» **Task brief**: Give back an exact copy of the lines in the records below, from the line that has "pub mod config;" through the line that has "pub use sync::merge::MergeStrategy;", and nothing besides.

» **Recorded data**:
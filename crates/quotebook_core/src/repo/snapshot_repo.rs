//! Snapshot persistence for the quote collection and filter preference.
//!
//! # Responsibility
//! - Map the collection to key `quotes` (export document JSON).
//! - Map the selected filter to key `selectedCategory` (plain string).
//!
//! # Invariants
//! - A stored snapshot that fails to decode is reported, never half-loaded.

use crate::codec::json_document::{export_document, import_document};
use crate::model::quote::Quote;
use crate::repo::kv_repo::{KvRepository, RepoError, RepoResult};

pub const QUOTES_KEY: &str = "quotes";
pub const SELECTED_CATEGORY_KEY: &str = "selectedCategory";
/// Copy of an unreadable `quotes` value, kept for manual recovery.
pub const QUOTES_BACKUP_KEY: &str = "quotes.corrupt";

/// Typed view over a key-value repository.
pub struct SnapshotRepository<R: KvRepository> {
    kv: R,
}

impl<R: KvRepository> SnapshotRepository<R> {
    pub fn new(kv: R) -> Self {
        Self { kv }
    }

    /// Loads the persisted collection. `Ok(None)` when nothing was stored yet.
    pub fn load_quotes(&self) -> RepoResult<Option<Vec<Quote>>> {
        let Some(raw) = self.kv.get(QUOTES_KEY)? else {
            return Ok(None);
        };
        import_document(&raw)
            .map(Some)
            .map_err(|err| RepoError::InvalidData(format!("`{QUOTES_KEY}` snapshot: {err}")))
    }

    /// Overwrites the persisted collection.
    pub fn save_quotes(&mut self, quotes: &[Quote]) -> RepoResult<()> {
        self.kv.set(QUOTES_KEY, &export_document(quotes))
    }

    /// Copies the raw `quotes` value to `quotes.corrupt`, if one is stored.
    pub fn backup_raw_quotes(&mut self) -> RepoResult<()> {
        if let Some(raw) = self.kv.get(QUOTES_KEY)? {
            self.kv.set(QUOTES_BACKUP_KEY, &raw)?;
        }
        Ok(())
    }

    pub fn load_selected_category(&self) -> RepoResult<Option<String>> {
        self.kv.get(SELECTED_CATEGORY_KEY)
    }

    pub fn save_selected_category(&mut self, category: &str) -> RepoResult<()> {
        self.kv.set(SELECTED_CATEGORY_KEY, category)
    }

    /// Returns the underlying repository.
    pub fn into_inner(self) -> R {
        self.kv
    }
}
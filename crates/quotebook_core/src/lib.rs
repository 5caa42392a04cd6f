//! Core quote store for Quotebook.
//! This crate owns the collection, its persistence, and remote reconciliation;
//! shells only call into it.

pub mod codec;
pub mod config;
pub mod db;
pub mod logging;
pub mod model;
pub mod repo;
pub mod service;
pub mod sync;

pub use codec::json_document::{export_document, import_document, FormatError};
pub use config::{ConfigError, QuotebookConfig, SyncConfig};
pub use logging::{default_log_level, init_logging, logging_status};
pub use model::quote::{
    category_label, default_quotes, Quote, QuoteValidationError, ALL_CATEGORIES,
};
pub use repo::kv_repo::{
    KvRepository, MemoryKvRepository, RepoError, RepoResult, SqliteKvRepository,
};
pub use service::category_index::{distinct_categories, resolve_filter, CategoryIndex};
pub use service::quote_store::{QuoteStore, StoreError, StoreResult};
pub use service::selection::{pick_quote, RandomSource, Selection, ThreadRandom};
pub use sync::merge::MergeStrategy;
pub use sync::reconciler::{
    ReconcileOutcome, Reconciler, ReconcilerSettings, SharedStore, SyncReport, SyncState,
};
pub use sync::remote::{HttpRemoteSource, RemoteFormat, RemoteSource};
pub use sync::SyncError;

/// Returns the core crate version.
pub fn core_version() -> &'static str {
    env!("CARGO_PKG_VERSION")
}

» **Output of the task**:
pub mod config;
pub mod db;
pub mod logging;
pub mod model;
pub mod repo;
pub mod service;
pub mod sync;

pub use codec::json_document::{export_document, import_document, FormatError};
pub use config::{ConfigError, QuotebookConfig, SyncConfig};
pub use logging::{default_log_level, init_logging, logging_status};
pub use model::quote::{
    category_label, default_quotes, Quote, QuoteValidationError, ALL_CATEGORIES,
};
pub use repo::kv_repo::{
    KvRepository, MemoryKvRepository, RepoError, RepoResult, SqliteKvRepository,
};
pub use service::category_index::{distinct_categories, resolve_filter, CategoryIndex};
pub use service::quote_store::{QuoteStore, StoreError, StoreResult};
pub use service::selection::{pick_quote, RandomSource, Selection, ThreadRandom};
pub use sync::merge::MergeStrategy;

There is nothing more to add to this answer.